───── Data for this exercise

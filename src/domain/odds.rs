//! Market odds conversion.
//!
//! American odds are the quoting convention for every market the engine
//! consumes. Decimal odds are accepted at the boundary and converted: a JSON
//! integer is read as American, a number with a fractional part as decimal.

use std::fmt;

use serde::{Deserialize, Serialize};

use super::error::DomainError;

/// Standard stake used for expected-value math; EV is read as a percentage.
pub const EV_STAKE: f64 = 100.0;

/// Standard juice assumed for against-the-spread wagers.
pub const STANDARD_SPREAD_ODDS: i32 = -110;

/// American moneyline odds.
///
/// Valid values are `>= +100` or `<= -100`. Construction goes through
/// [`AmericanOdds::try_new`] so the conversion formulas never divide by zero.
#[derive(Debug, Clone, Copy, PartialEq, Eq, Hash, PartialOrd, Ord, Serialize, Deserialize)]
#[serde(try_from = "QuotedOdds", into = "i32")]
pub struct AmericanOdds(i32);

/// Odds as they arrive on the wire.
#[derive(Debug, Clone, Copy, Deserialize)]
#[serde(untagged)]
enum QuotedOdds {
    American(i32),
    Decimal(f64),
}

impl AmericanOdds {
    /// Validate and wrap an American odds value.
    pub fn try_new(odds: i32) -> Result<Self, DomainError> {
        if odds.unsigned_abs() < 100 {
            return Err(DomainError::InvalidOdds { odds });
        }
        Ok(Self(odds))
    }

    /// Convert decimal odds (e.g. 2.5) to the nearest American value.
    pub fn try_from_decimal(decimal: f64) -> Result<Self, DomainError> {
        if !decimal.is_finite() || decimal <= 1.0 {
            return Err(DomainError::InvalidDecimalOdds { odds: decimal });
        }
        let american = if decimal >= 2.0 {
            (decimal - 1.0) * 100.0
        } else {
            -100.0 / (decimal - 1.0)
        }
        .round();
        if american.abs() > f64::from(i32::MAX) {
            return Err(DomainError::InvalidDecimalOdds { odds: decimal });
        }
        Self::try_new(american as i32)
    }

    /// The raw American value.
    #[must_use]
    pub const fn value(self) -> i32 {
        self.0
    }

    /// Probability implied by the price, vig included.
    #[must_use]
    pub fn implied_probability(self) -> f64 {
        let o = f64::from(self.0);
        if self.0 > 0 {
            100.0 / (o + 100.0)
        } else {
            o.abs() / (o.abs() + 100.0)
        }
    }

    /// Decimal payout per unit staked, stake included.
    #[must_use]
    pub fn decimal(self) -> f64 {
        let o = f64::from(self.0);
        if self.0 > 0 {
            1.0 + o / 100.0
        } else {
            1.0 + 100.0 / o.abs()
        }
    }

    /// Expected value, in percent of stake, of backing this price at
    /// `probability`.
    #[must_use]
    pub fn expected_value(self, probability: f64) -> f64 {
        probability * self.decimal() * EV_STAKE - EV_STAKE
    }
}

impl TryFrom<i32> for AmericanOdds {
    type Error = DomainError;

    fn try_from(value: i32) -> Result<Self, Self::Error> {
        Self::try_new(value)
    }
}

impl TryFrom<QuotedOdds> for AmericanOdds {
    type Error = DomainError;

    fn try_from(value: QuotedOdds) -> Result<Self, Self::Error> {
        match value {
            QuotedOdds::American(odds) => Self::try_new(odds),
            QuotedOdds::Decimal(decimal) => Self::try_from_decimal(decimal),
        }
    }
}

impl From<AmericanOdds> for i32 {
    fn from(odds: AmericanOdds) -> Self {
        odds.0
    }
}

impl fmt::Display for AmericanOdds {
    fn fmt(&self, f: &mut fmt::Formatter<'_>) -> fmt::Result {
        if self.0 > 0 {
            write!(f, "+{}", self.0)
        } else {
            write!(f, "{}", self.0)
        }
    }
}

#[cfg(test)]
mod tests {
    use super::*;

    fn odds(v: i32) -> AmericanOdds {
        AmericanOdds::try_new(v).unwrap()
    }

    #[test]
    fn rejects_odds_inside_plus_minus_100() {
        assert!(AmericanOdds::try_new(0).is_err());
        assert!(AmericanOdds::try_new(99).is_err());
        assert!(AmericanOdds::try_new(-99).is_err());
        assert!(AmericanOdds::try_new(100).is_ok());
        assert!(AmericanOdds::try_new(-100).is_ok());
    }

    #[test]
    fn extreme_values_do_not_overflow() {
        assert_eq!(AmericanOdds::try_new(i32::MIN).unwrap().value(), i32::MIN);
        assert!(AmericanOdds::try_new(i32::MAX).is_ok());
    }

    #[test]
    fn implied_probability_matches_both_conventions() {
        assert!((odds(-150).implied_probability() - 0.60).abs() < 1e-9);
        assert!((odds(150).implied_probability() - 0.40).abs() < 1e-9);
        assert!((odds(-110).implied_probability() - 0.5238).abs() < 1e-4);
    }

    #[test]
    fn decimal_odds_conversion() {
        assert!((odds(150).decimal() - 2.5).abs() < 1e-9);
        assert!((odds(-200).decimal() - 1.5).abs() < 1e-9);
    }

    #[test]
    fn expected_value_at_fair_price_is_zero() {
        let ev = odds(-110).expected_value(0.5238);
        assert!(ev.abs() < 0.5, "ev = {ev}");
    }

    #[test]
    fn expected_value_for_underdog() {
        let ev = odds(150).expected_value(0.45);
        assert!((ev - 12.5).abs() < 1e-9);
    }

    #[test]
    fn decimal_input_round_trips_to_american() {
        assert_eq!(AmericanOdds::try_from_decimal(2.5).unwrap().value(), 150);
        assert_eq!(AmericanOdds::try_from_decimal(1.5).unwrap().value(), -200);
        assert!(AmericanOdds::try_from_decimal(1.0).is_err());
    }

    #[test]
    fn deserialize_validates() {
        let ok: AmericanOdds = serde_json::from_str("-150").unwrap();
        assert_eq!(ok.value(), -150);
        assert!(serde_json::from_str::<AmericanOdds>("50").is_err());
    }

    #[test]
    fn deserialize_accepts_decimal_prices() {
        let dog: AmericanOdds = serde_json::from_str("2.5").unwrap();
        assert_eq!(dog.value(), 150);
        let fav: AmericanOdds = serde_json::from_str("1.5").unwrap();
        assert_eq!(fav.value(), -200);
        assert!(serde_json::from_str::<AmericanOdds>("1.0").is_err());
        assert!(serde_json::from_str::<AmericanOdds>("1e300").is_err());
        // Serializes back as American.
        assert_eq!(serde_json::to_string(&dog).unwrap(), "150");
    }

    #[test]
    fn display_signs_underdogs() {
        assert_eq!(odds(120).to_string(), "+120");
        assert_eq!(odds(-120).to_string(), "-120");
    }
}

──────────
───── Data for this exercise

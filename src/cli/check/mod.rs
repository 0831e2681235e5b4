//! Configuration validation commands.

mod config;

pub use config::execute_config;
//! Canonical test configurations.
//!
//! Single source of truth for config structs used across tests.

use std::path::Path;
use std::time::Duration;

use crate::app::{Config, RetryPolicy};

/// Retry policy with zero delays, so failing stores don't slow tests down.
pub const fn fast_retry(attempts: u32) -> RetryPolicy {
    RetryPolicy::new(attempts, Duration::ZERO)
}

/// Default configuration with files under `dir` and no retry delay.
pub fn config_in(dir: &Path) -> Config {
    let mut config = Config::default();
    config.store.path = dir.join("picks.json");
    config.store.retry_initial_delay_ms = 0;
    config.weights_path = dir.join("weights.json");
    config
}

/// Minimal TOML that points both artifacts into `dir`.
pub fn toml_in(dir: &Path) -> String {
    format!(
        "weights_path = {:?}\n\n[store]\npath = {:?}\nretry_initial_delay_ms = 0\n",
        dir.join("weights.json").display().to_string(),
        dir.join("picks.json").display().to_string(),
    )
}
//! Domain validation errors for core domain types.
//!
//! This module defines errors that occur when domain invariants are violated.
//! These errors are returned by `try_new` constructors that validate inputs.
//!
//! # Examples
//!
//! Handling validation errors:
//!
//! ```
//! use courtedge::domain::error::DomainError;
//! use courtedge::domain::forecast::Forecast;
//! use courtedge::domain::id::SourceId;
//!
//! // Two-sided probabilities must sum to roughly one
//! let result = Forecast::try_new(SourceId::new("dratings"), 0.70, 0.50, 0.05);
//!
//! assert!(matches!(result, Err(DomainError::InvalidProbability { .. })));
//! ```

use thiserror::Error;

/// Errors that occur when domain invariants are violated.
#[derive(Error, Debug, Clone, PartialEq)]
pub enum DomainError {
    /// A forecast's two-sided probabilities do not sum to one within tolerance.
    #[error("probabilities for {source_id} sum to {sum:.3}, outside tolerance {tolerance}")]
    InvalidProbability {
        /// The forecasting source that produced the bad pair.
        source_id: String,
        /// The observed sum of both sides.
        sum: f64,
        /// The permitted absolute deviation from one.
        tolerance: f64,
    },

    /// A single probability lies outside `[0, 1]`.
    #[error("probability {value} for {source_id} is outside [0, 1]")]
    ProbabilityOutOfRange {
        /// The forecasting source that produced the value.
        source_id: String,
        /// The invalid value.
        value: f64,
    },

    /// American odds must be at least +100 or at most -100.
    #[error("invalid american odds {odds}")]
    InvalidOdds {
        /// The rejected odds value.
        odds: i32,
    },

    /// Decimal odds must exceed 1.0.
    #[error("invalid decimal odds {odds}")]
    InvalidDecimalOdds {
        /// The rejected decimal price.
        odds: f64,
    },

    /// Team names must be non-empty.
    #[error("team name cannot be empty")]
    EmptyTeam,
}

──────────
───── Data for this exercise

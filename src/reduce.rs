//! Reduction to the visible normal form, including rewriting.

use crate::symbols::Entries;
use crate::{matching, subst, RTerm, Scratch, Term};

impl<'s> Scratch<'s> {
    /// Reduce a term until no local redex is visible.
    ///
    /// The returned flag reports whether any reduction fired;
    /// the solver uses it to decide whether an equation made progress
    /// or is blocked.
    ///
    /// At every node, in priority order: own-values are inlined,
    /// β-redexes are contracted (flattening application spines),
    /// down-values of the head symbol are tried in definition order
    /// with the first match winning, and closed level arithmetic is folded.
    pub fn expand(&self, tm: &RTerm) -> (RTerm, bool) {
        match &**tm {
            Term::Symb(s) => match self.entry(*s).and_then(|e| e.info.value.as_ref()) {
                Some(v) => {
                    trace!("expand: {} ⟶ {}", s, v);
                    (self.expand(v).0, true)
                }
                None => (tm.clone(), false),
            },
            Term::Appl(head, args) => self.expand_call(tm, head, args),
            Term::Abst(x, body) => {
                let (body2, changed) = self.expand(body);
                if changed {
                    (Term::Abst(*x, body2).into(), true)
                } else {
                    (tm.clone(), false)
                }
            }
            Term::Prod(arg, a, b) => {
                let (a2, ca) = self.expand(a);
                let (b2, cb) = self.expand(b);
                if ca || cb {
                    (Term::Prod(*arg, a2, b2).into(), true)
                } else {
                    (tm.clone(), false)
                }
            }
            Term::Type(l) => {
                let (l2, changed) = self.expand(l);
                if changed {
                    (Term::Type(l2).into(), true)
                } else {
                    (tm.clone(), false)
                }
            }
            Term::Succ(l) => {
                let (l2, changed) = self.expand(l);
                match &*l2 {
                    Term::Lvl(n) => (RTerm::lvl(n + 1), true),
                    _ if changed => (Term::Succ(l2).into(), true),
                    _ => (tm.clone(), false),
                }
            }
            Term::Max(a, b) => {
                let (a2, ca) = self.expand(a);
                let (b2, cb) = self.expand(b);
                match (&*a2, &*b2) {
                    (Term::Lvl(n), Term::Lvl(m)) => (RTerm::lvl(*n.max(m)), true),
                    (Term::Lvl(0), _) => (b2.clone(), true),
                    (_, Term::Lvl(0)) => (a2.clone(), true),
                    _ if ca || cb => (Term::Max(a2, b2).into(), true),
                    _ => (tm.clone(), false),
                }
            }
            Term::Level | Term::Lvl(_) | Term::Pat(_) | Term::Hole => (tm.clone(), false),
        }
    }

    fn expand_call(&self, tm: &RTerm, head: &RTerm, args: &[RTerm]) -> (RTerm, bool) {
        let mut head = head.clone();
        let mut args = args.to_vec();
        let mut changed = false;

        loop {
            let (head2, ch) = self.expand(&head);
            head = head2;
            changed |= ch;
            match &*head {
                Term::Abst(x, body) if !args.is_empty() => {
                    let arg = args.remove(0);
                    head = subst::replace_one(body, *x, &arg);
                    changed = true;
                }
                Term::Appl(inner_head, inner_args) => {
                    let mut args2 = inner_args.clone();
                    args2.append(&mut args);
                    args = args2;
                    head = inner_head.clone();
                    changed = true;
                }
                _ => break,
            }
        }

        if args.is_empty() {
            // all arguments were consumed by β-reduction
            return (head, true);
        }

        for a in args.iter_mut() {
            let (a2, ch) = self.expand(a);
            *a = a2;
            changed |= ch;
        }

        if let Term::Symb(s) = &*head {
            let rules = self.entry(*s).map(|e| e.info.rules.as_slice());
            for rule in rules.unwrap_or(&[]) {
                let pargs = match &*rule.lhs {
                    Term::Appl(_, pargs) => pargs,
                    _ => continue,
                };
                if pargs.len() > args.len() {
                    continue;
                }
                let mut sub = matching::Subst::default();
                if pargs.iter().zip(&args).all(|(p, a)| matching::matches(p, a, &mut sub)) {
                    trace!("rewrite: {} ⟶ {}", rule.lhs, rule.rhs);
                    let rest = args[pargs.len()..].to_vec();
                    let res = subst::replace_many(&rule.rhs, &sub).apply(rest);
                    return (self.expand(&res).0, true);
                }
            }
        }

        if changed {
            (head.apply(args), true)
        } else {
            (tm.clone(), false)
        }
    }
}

──────────

Brief → All lines above from the one holding "fn try_from(value: QuotedOdds)" to the one holding "impl fmt::Display for", inclusive, are to be copied exactly; no other line is wanted.

Worked solution →
    fn try_from(value: QuotedOdds) -> Result<Self, Self::Error> {
        match value {
            QuotedOdds::American(odds) => Self::try_new(odds),
            QuotedOdds::Decimal(decimal) => Self::try_from_decimal(decimal),
        }
    }
}

impl From<AmericanOdds> for i32 {
    fn from(odds: AmericanOdds) -> Self {
        odds.0
    }
}

impl fmt::Display for AmericanOdds {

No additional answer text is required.